MO947KILLER CELL IMMUNOGLOBULIN LIKE RECEPTOR (KIR) GENE DISTRIBUTION AND ALLOGRAFT KIDNEY FUNCTION

Abstract

Abstract Background and Aims There is increasing evidence about the alloreactivity of natural killer (NK) cells after kidney transplantation. The inhibition and activation cycles of the NK cells are mainly regulated by killer cell immunoglobulin-like receptors (KIRs) which may have extensive allelic polymorphisms within the population. In this study, we examined KIR genes/genotypes in kidney transplant recipients and healthy subjects. We aimed to determine if there are relations between certain KIR genes and graft function in kidney transplant patients. Method Renal transplant patients (n=131) and healthy controls (n=183) from the same ethnic background with similar demographics were included. Transplant patients with an obvious cause of graft dysfunction and presensitized patients were excluded.

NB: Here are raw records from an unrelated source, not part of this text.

// src/runtime.rs
//
// Copyright, 2025.  Signal65 / Futurum Group.
//
//! Blocking bridge onto a single global multi-thread Tokio runtime.
//!
//! The storage adapter contract is synchronous: every network call blocks the
//! calling OS thread until it completes or times out. The HTTP stack itself is
//! async, so each call is spawned on this runtime and awaited from the caller.

use std::sync::mpsc;
use std::thread;
use tokio::runtime::{Builder as TokioBuilder, Handle};
use tokio::sync::oneshot;
use tracing::debug;

use crate::constants::ENV_RT_THREADS;
use crate::error::{RemoteIoError, Result};

static RT_HANDLE: once_cell::sync::OnceCell<Handle> = once_cell::sync::OnceCell::new();

// Create (once) a background runtime thread and return its Handle.
fn global_rt_handle() -> Result<&'static Handle> {
    RT_HANDLE.get_or_try_init(|| {
        let (tx, rx) = mpsc::sync_channel(1);
        thread::Builder::new()
            .name("remote-vfd-rt".to_string())
            .spawn(move || {
                let threads = get_runtime_threads();
                debug!("Creating Tokio runtime with {} worker threads", threads);

                let rt = match TokioBuilder::new_multi_thread()
                    .enable_io()
                    .enable_time()
                    .worker_threads(threads)
                    .thread_name("remote-vfd-rt-worker")
                    .build()
                {
                    Ok(rt) => rt,
                    Err(e) => {
                        let _ = tx.send(Err(e.to_string()));
                        return;
                    }
                };

                // Hand a Handle back to the creator, then park the runtime forever.
                let _ = tx.send(Ok(rt.handle().clone()));
                rt.block_on(std::future::pending::<()>());
            })
            .map_err(|e| RemoteIoError::Runtime(format!("failed to spawn runtime thread: {e}")))?;

        rx.recv()
            .map_err(|_| RemoteIoError::Runtime("runtime thread exited during startup".into()))?
            .map_err(|e| RemoteIoError::Runtime(format!("failed to build runtime: {e}")))
    })
}

/// Worker count, overridable through `REMOTE_VFD_RT_THREADS`.
fn get_runtime_threads() -> usize {
    std::env::var(ENV_RT_THREADS)
        .ok()
        .and_then(|s| s.parse().ok())
        .filter(|&n: &usize| n > 0)
        .unwrap_or_else(|| num_cpus::get().clamp(2, 16))
}

/// Run `fut` on the global runtime and block the current thread until it
/// completes. Works from plain threads and from inside another runtime.
pub fn run_on_global_rt<F, T>(fut: F) -> Result<T>
where
    F: std::future::Future<Output = Result<T>> + Send + 'static,
    T: Send + 'static,
{
    let handle = global_rt_handle()?.clone();

    match Handle::try_current() {
        Ok(_) => {
            // blocking_recv panics inside a runtime; a std channel does not.
            let (tx, rx) = mpsc::channel();
            handle.spawn(async move {
                let _ = tx.send(fut.await);
            });
            rx.recv()
                .map_err(|_| RemoteIoError::Runtime("task dropped before completing".into()))?
        }
        Err(_) => {
            let (tx, rx) = oneshot::channel();
            handle.spawn(async move {
                let _ = tx.send(fut.await);
            });
            rx.blocking_recv()
                .map_err(|_| RemoteIoError::Runtime("task dropped before completing".into()))?
        }
    }
}
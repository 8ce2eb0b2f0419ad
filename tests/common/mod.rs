// tests/common/mod.rs
//
// Shared fixtures: a counting in-memory range source and a small axum
// object server with HEAD and Range support.

#![allow(dead_code)]

use axum::{
    body::Body,
    extract::{Request, State},
    http::{header, Method, StatusCode},
    response::{IntoResponse, Response},
    Router,
};
use bytes::Bytes;
use remote_vfd::{ObjectMeta, RangeSource, RemoteIoError, Result};
use std::collections::HashMap;
use std::sync::atomic::{AtomicUsize, Ordering};
use std::sync::{Arc, Mutex};
use tokio::net::TcpListener;
use tokio::runtime::Runtime;

/// Deterministic object contents.
pub fn pattern(len: usize) -> Vec<u8> {
    (0..len).map(|i| (i % 251) as u8).collect()
}

pub fn init_tracing() {
    let _ = tracing_subscriber::fmt()
        .with_env_filter(tracing_subscriber::EnvFilter::from_default_env())
        .with_test_writer()
        .try_init();
}

// ---------------------------------------------------------------------------
// In-memory source
// ---------------------------------------------------------------------------

/// Range source over a byte vector that records every fetch.
pub struct MemorySource {
    data: Bytes,
    pub probes: AtomicUsize,
    pub fetches: Mutex<Vec<(u64, u64)>>,
    fail_fetches: Mutex<bool>,
}

impl MemorySource {
    pub fn new(data: Vec<u8>) -> Arc<Self> {
        Arc::new(Self {
            data: Bytes::from(data),
            probes: AtomicUsize::new(0),
            fetches: Mutex::new(Vec::new()),
            fail_fetches: Mutex::new(false),
        })
    }

    pub fn fetch_count(&self) -> usize {
        self.fetches.lock().unwrap().len()
    }

    pub fn set_failing(&self, failing: bool) {
        *self.fail_fetches.lock().unwrap() = failing;
    }
}

impl RangeSource for MemorySource {
    fn probe_metadata(&self) -> Result<ObjectMeta> {
        self.probes.fetch_add(1, Ordering::SeqCst);
        Ok(ObjectMeta {
            total_size: Some(self.data.len() as u64),
            supports_range: true,
        })
    }

    fn fetch_range(&self, offset: u64, length: u64) -> Result<Bytes> {
        if *self.fail_fetches.lock().unwrap() {
            return Err(RemoteIoError::RangeFetch {
                url: "memory".into(),
                offset,
                length,
                status: Some(503),
                message: "injected failure".into(),
            });
        }
        self.fetches.lock().unwrap().push((offset, length));
        let start = offset as usize;
        Ok(self.data.slice(start..start + length as usize))
    }

    fn describe(&self) -> String {
        "memory".into()
    }
}

// ---------------------------------------------------------------------------
// HTTP server
// ---------------------------------------------------------------------------

#[derive(Debug, Clone)]
pub struct RecordedRequest {
    pub method: String,
    pub path: String,
    /// Header names lower-cased.
    pub headers: HashMap<String, String>,
}

impl RecordedRequest {
    pub fn header(&self, name: &str) -> Option<&str> {
        self.headers.get(name).map(String::as_str)
    }
}

/// Knobs a test can flip while the server runs.
#[derive(Debug, Clone, Default)]
pub struct Behavior {
    /// Answer ranged GETs with `200` and the whole body.
    pub ignore_range: bool,
    /// Leave `Content-Length` off HEAD answers.
    pub head_without_length: bool,
    /// Status to return for every GET instead of serving data.
    pub get_status: Option<u16>,
    /// Reject HEAD and GET requests whose Authorization does not name this
    /// access key.
    pub required_access_key: Option<String>,
}

#[derive(Default)]
pub struct Counters {
    pub head: AtomicUsize,
    pub get_range: AtomicUsize,
    pub get_full: AtomicUsize,
}

/// Object served by [`RangeServer`]; large objects are generated on demand.
pub enum Object {
    Stored(Vec<u8>),
    Pattern(usize),
}

impl Object {
    fn len(&self) -> usize {
        match self {
            Object::Stored(v) => v.len(),
            Object::Pattern(n) => *n,
        }
    }

    fn slice(&self, start: usize, end: usize) -> Vec<u8> {
        match self {
            Object::Stored(v) => v[start..end].to_vec(),
            Object::Pattern(_) => (start..end).map(|i| (i % 251) as u8).collect(),
        }
    }
}

struct Shared {
    object: Object,
    counters: Arc<Counters>,
    behavior: Arc<Mutex<Behavior>>,
    requests: Arc<Mutex<Vec<RecordedRequest>>>,
}

/// Serves one object at every path on an ephemeral localhost port. The
/// server lives on its own runtime so blocking tests can drive it.
pub struct RangeServer {
    pub base: String,
    pub counters: Arc<Counters>,
    pub behavior: Arc<Mutex<Behavior>>,
    pub requests: Arc<Mutex<Vec<RecordedRequest>>>,
    _rt: Runtime,
}

impl RangeServer {
    pub fn start(data: Vec<u8>) -> Self {
        Self::serve_object(Object::Stored(data))
    }

    /// Serve `len` bytes of [`pattern`] without materializing them.
    pub fn start_pattern(len: usize) -> Self {
        Self::serve_object(Object::Pattern(len))
    }

    fn serve_object(object: Object) -> Self {
        let rt = tokio::runtime::Builder::new_multi_thread()
            .worker_threads(2)
            .enable_all()
            .build()
            .unwrap();
        let listener = rt.block_on(TcpListener::bind("127.0.0.1:0")).unwrap();
        let base = format!("http://{}", listener.local_addr().unwrap());

        let shared = Arc::new(Shared {
            object,
            counters: Arc::new(Counters::default()),
            behavior: Arc::new(Mutex::new(Behavior::default())),
            requests: Arc::new(Mutex::new(Vec::new())),
        });
        let app = Router::new().fallback(handle).with_state(shared.clone());
        rt.spawn(async move {
            let _ = axum::serve(listener, app).await;
        });

        Self {
            base,
            counters: shared.counters.clone(),
            behavior: shared.behavior.clone(),
            requests: shared.requests.clone(),
            _rt: rt,
        }
    }

    pub fn url(&self, path: &str) -> String {
        format!("{}/{}", self.base, path.trim_start_matches('/'))
    }

    pub fn set(&self, f: impl FnOnce(&mut Behavior)) {
        f(&mut self.behavior.lock().unwrap());
    }

    pub fn heads(&self) -> usize {
        self.counters.head.load(Ordering::SeqCst)
    }

    pub fn range_gets(&self) -> usize {
        self.counters.get_range.load(Ordering::SeqCst)
    }

    pub fn recorded(&self) -> Vec<RecordedRequest> {
        self.requests.lock().unwrap().clone()
    }

    /// Most recent request with `method`.
    pub fn last(&self, method: &str) -> Option<RecordedRequest> {
        self.recorded().into_iter().rev().find(|r| r.method == method)
    }
}

async fn handle(State(shared): State<Arc<Shared>>, req: Request) -> Response {
    let headers: HashMap<String, String> = req
        .headers()
        .iter()
        .filter_map(|(k, v)| Some((k.as_str().to_string(), v.to_str().ok()?.to_string())))
        .collect();
    let method = req.method().clone();
    shared.requests.lock().unwrap().push(RecordedRequest {
        method: method.to_string(),
        path: req.uri().path().to_string(),
        headers: headers.clone(),
    });
    let behavior = shared.behavior.lock().unwrap().clone();

    if let Some(key) = behavior.required_access_key.as_deref() {
        let ok = headers
            .get("authorization")
            .is_some_and(|a| a.contains(&format!("Credential={key}/")));
        if !ok {
            return (StatusCode::FORBIDDEN, "AccessDenied").into_response();
        }
    }

    let object = &shared.object;
    let total = object.len();
    match method {
        Method::HEAD => {
            shared.counters.head.fetch_add(1, Ordering::SeqCst);
            let builder = Response::builder()
                .status(StatusCode::OK)
                .header(header::ACCEPT_RANGES, "bytes");
            if behavior.head_without_length {
                // streamed body: no length is known, so none is sent
                let empty = futures::stream::empty::<std::result::Result<Bytes, std::io::Error>>();
                builder.body(Body::from_stream(empty)).unwrap()
            } else {
                builder
                    .header(header::CONTENT_LENGTH, total)
                    .body(Body::empty())
                    .unwrap()
            }
        }
        Method::GET => {
            if let Some(status) = behavior.get_status {
                let status = StatusCode::from_u16(status).unwrap_or(StatusCode::INTERNAL_SERVER_ERROR);
                return (status, "denied").into_response();
            }
            let range = headers.get("range").and_then(|r| parse_range(r, total));
            match range {
                Some((start, end)) if !behavior.ignore_range => {
                    shared.counters.get_range.fetch_add(1, Ordering::SeqCst);
                    (
                        StatusCode::PARTIAL_CONTENT,
                        [(header::CONTENT_RANGE, format!("bytes {}-{}/{}", start, end - 1, total))],
                        object.slice(start, end),
                    )
                        .into_response()
                }
                _ => {
                    shared.counters.get_full.fetch_add(1, Ordering::SeqCst);
                    (StatusCode::OK, object.slice(0, total)).into_response()
                }
            }
        }
        _ => StatusCode::METHOD_NOT_ALLOWED.into_response(),
    }
}

/// `bytes=a-b` to a half-open range, clipped to the object.
fn parse_range(value: &str, total: usize) -> Option<(usize, usize)> {
    let (a, b) = value.strip_prefix("bytes=")?.split_once('-')?;
    let start: usize = a.parse().ok()?;
    let end: usize = b.parse::<usize>().ok()?.min(total.checked_sub(1)?) + 1;
    (start < end).then_some((start, end))
}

Recruited patients were classified as graft dysfunction (GD) (n=38) or functioning graft (FG) (n=93) on the basis of allograft rejection and dysfunction. Isolated DNA of all participants were typed for 16 KIR genes with specific primers using PCR. Patient groups were compared for KIR genes/genotypes and clinical features. Results Significant differences were observed for KIR2DL3 and KIR3DL1 genes that were presented with higher frequencies in healthy controls than in kidney transplant recipients (p=0.001 & p=0.006). Comparison between GD and FG groups revealed a protective association for the inhibitor gene KIR2DL1 (p=0.003, OR=0.148). Distribution of the remaining 15 KIR genes and the rates of KIR genotype patterns were not different among these patient groups. Conclusion KIR2DL3 and KIR3DL1 genes were more common in healthy subjects. KIR2DL1 gene was significantly more frequent in patients with FG. We suggest that the presence of KIR2DL1, which is an inhibitor gene for NK cell functions, might be associated with favorable graft function in kidney transplant recipients.